Last Saturday, she hadn’t changed her name, taken Tophe’s family name in marriage, not only because Quebec law forbids it, but because she didn’t want to alter her identity, press a veneer of someone else’s heritage and ancestry over her own. Her father’s name had already been changed, anglocized, when his father arrived in Canada from Russia in the early nineteen hundreds. He’d opened a barber shop soon after settling in Montreal, and when he saw the sign saying Rubric, the sign maker simply shrugged and told him he was in Canada now, he had better fit in.

She imagined whole cultures lost, appropriated, crushed beneath the weight of a husband’s name, but, marrying in Kingston, Ontario, Tophe had taken her last name. His official name change will require a new birth certificate and will take between a year to a year and a half, they’ve been warned by government officials. Men just don’t do this. No simple signing of their next cheque or driver’s licence renewal in their married name, the way women did after their wedding day. Men weren’t supposed to fill in the box for maiden name on official documents—nowhere did bachelor name ever appear.

Tophe had been the one to suggest taking Lexi’s name, wanting to forget his family, and she’d accepted him into hers. Somehow, his willingness to have part of her identity stamped onto his, has made her feel more confident, more sure of his commitment to being with her.
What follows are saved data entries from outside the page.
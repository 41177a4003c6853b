//! AI-backed analysis client
//!
//! Implements the AnalysisClient port on top of any AIProviderPort: the image
//! is base64-encoded, combined with the analysis prompt and sent to the
//! provider. Provider failures are translated into transport errors.

use std::sync::Arc;

use async_trait::async_trait;
use base64::{engine::general_purpose::STANDARD as BASE64, Engine};
use tally_core::ports::ai::{AIProviderPort, ImageData};
use tally_core::ports::analysis::{
    AnalysisClient, AnalysisPayload, CapturedImage, TransportError,
};
use tally_core::prompt::AnalysisPrompt;
use tracing::{debug, warn};

/// Analysis client delegating to an AI provider
pub struct AiAnalysisClient<P: AIProviderPort + ?Sized> {
    provider: Arc<P>,
}

impl<P: AIProviderPort + ?Sized> AiAnalysisClient<P> {
    pub fn new(provider: Arc<P>) -> Self {
        Self { provider }
    }

    fn encode_image(image: &CapturedImage) -> ImageData {
        ImageData {
            base64: BASE64.encode(&image.data),
            media_type: image.media_type.clone(),
        }
    }
}

#[async_trait]
impl<P: AIProviderPort + ?Sized + 'static> AnalysisClient for AiAnalysisClient<P> {
    async fn analyze(
        &self,
        image: &CapturedImage,
        prompt: &AnalysisPrompt,
    ) -> Result<AnalysisPayload, TransportError> {
        debug!(
            provider = self.provider.name(),
            size_bytes = image.len(),
            media_type = %image.media_type,
            "Sending image for analysis"
        );

        let request = prompt.with_image(Self::encode_image(image));

        match self.provider.generate(request).await {
            Ok(response) => {
                debug!(
                    provider = self.provider.name(),
                    text_length = response.text.len(),
                    "Analysis response received"
                );
                Ok(AnalysisPayload::new(response.text))
            }
            Err(e) => {
                let err = TransportError::from(e);
                warn!(
                    provider = self.provider.name(),
                    kind = %err.kind,
                    error = %err.message,
                    "Analysis call failed"
                );
                Err(err)
            }
        }
    }
}

/// Media type for an image file, from its extension
pub fn media_type_for_path(path: &std::path::Path) -> &'static str {
    match path
        .extension()
        .and_then(|ext| ext.to_str())
        .map(|ext| ext.to_ascii_lowercase())
        .as_deref()
    {
        Some("jpg") | Some("jpeg") => "image/jpeg",
        Some("gif") => "image/gif",
        Some("webp") => "image/webp",
        Some("heic") => "image/heic",
        _ => "image/png",
    }
}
Feeling her way along the wall, Lexi touches one of the large iron rings secured to the stone. The metal is warm, as if someone has just been holding it. She imagines the smell of cloth, linen perhaps, woven into durable canvas, the sound of stitching, like wind caressing new leaves, the heat of the room unbearable, the wooden floor watermarked with sweat, pooling in unreadable genetic codes, in salt outlines leaching from bodies, until beneath the workers an archipelago of their efforts formed.

“You staying here long?” Jerry calls over to her. He’s back at the door. He’s going to close it, Lexi thinks, hurrying over to him.

“Two weeks. Thanks, Jerry,” she says, squeezing past him to the landing. “I really should go. My husband—”

“Is waiting. Yes, of course, go. I’ll lock up. It was my pleasure.” He extends his hand and they stand for a moment staring at each other. “Enjoy your stay,” he says cheerfully, raising her hand and kissing it.

“Thank you. You’ve been very kind—this,” she waves at the room behind her, “means a lot to me.” She looks back at the room, wishes she could stay longer, linger over the floorboards, close her eyes and listen to the memories of the sail-makers. Sense their desire to be free from enslavement, wind against their bodies, skimming over water so wide no land, no other human being, could trap them again.